Power Mowing

I RECENTLY ATTENDED a presentation by Dian Griesel, co-author of Turbocharged. The book, an approach to a healthy diet and weight loss, offers common sense recommendations at times, but is controversial at others. Drink more water, for example, is a straightforward suggestion. But Griesel says to drink several glasses of water in the morning instead of eating breakfast, contending that what we experience as hunger upon waking is actually thirst.

Around midday, eat at all of the fruits and vegetables you want, she says — but don’t mix fruit with fats (such as nuts) and eat the whole fruit rather than just its juice. Eat protein for dinner, not grains. Be more conscious of the sugar hidden in your diet, especially in processed foods. Her goal is to help people interested in losing weight to reduce their body fat, not muscle.
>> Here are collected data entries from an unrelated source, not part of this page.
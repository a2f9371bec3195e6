use std::sync::Arc;

use jota_db::ConversationStore;
use jota_domain::config::Config;
use jota_inference::InferenceClient;

/// Shared application state passed to all API handlers.
#[derive(Clone)]
pub struct AppState {
    pub config: Arc<Config>,
    pub store: Arc<dyn ConversationStore>,
    pub inference: Arc<InferenceClient>,
}
//! `jota-inference` — persistent, authenticated, multiplexed client to the
//! Inference Engine.
//!
//! The orchestrator keeps a single long-lived WebSocket to the engine and
//! multiplexes every concurrent streaming inference over it. This crate
//! owns that connection end to end: supervision with back-off, the auth
//! handshake, frame correlation, and the journaling discipline for
//! assistant responses (including partial output on failure).
//!
//! # Architecture
//!
//! ```text
//! ┌────────────────────────────────────────────────────────────┐
//! │  Ingress (axum handlers)                                   │
//! │                                                            │
//! │   let client = InferenceClientBuilder::new()               │
//! │       .config(&config.inference)                           │
//! │       .store(store.clone())                                │
//! │       .build()?;                                           │
//! │   client.connect();                                        │
//! │                                                            │
//! │   let session = client.session_for_user("alice").await?;   │
//! │   let mut tokens = client.infer(&session, prompt, conv, None);
//! │   while let Some(tok) = tokens.next().await { ... }        │
//! └────────────────────────────────────────────────────────────┘
//! ```
//!
//! # Connection flow (hard-coded by the supervisor)
//!
//! 1. Dial the engine URL (`wss://` builds a TLS connector)
//! 2. Send `auth { client_id, api_key, jota_db_url }` as the first frame
//! 3. Wait up to 10 s for `auth_success` (an `error` frame rejects the
//!    attempt)
//! 4. Ready: the read pump routes `token`/`end`/`error` frames to the
//!    per-session delivery channels
//! 5. On disconnect: every waiting stream receives the loss sentinel, and
//!    the supervisor re-dials with exponential back-off (1 s → ×2 → 60 s,
//!    reset after a successful handshake)
//!
//! # Invariants
//!
//! - One read pump per live socket; nothing else reads it.
//! - Socket writes funnel through one writer task (frames never interleave).
//! - At most one `create_session` is outstanding at a time — the protocol
//!   has no correlation id, so the exchange runs under a mutex.
//! - A delivery channel exists exactly while an `infer` awaits frames for
//!   that session.

mod pump;
mod registry;
mod supervisor;
mod tls;

pub mod backoff;
pub mod builder;
pub mod client;
pub mod error;

// ── Re-exports for ergonomic imports ─────────────────────────────────

pub use backoff::ReconnectBackoff;
pub use builder::InferenceClientBuilder;
pub use client::{ConnectionState, InferenceClient};
pub use error::InferenceError;
//! Service banner and the deep health probe.

use axum::extract::State;
use axum::http::StatusCode;
use axum::response::{IntoResponse, Json};

use crate::state::AppState;

/// GET / — service banner.
pub async fn root(State(state): State<AppState>) -> impl IntoResponse {
    Json(serde_json::json!({
        "message": format!("Welcome to {}", state.config.app.name),
        "environment": state.config.app.env,
        "status": "online",
    }))
}

/// GET /health — deep health check.
///
/// Verifies connectivity to both the Inference Engine and JotaDB; either
/// one down degrades the probe to 503.
pub async fn health(State(state): State<AppState>) -> impl IntoResponse {
    let engine_ready = state.inference.health();
    let store_healthy = state.store.health().await.unwrap_or(false);
    let healthy = engine_ready && store_healthy;

    let status = if healthy {
        StatusCode::OK
    } else {
        StatusCode::SERVICE_UNAVAILABLE
    };
    let label = if healthy { "ok" } else { "degraded" };
    let engine_label = conn_label(engine_ready);
    let store_label = conn_label(store_healthy);

    (
        status,
        Json(serde_json::json!({
            "status": label,
            "components": {
                "inference_engine": engine_label,
                "jota_db": store_label,
            },
        })),
    )
}

fn conn_label(up: bool) -> &'static str {
    if up {
        "connected"
    } else {
        "disconnected"
    }
}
Once people attain their ideal weight, the diet can help maintain it.

Like most prescribed diets, I don’t agree with all of it. But when it comes to exercise, I like Griesel’s preference for household chores over going to the gym. Whether vacuuming your rooms or weeding your garden, time devoted to physical work is readily available to almost everyone, and can be done inexpensively. Which brings me to my lawn mower.

A year ago, I wrote about my switch from a power mower to a hand-pushed reel one in My Grass Addiction. Mowing my lawn last weekend, fresh from Griesel’s talk and well into my second season, I experienced firsthand the simple beauty of this means of getting fit.

Pushing the reel mower around the yard is physically harder and takes longer than a gas-powered machine, which makes it an anachronism in our modern culture of speed, ease, and convenience. These native tendencies have their virtues, but so do others less easily exploited by Madison Avenue. The convenience we “buy” with our machines requires the inconvenience of raising the income to afford them, and often comes at the expense of our sensory experience.

WITH THE REEL MOWER, the lawn is unforgiving. It can be hard work. The grass has to be crossed from a different angle for every week missed; it cannot simply be swept under a fine, even carpet at a single pass, like the one left by a rotary mower.

Unable to mow during last week’s rain, I was met with a daunting mass of grass when I began mowing Saturday afternoon. The job took several sessions to complete, and I did not finish until Sunday around dusk, hot and sweaty.

It felt good, though. I got aerobic workouts both days, and mowing uses both upper and lower body muscles. I accomplished something while I exercised, and was able to appreciate the results of my effort after the fact, walking through the freshly-cropped yard.

Through most of human history, we have had to rely as much on our physical as mental selves. The gym has its time and place, but owes its existence to our need to compensate for increasingly sedentary lives. Pushing a hand-mower in suburbia is a long way away from slaying a mastadon, true. Still, we are hard-wired for utilitarian exercise.

But hand-mowing exercises my brain, too. I had extended time to think, and came up with several new ideas for a major project. I doubt they would have surfaced with the constant roar, toxic smell, and aimless speed of a power mower. The ideas needed time to develop, and an environment conducive to contemplation.

I have had to relax my pre-push mower standards. My lawn is not universally short and smooth. I don’t want to let it get out of hand again, or the prospect of catching back up may become daunting.

But I take some satisfaction in not spending money on gasoline, and creating little noise or air pollution doing this primarily aesthetic task. Mostly, I need and welcome hand-mowing’s physical demands, and appreciate the full use of my senses. I cherish the time to think, unforced and uninterrupted.

It’s year two of hand-pushed mowing, and it continues to provide excellent value for the time it requires.

4 Replies to “Power Mowing”

  1. WOW–this is so strange–i was thinking of getting one of these oldie but goodie mowers… where did you get it??

    Hope all is well with you.
    Geri B

  2. Hi Russell-
    Dian Griesel here. Just found this blog. First, thanks for your well-written critique. Second, I love this essay on using a manual mower! What a great way to exercise and a wonderful reminder that a gym isn’t necessary. Talk about a multi-faceted reward: A workout, mental satisfaction and the natural meditation involved with the process, and a manicured lawn! You are a thoughtful and expressive writer. Thanks. Have a TurboCharged Day! Dian

    1. Thanks Dian. I am now on to raking leaves–those leaf blowers are more frivolous, wasteful, and subversive to good health than lawn mowers (see my November 2010 post titled, “Blowing It”)–and trying to remember to drink enough water!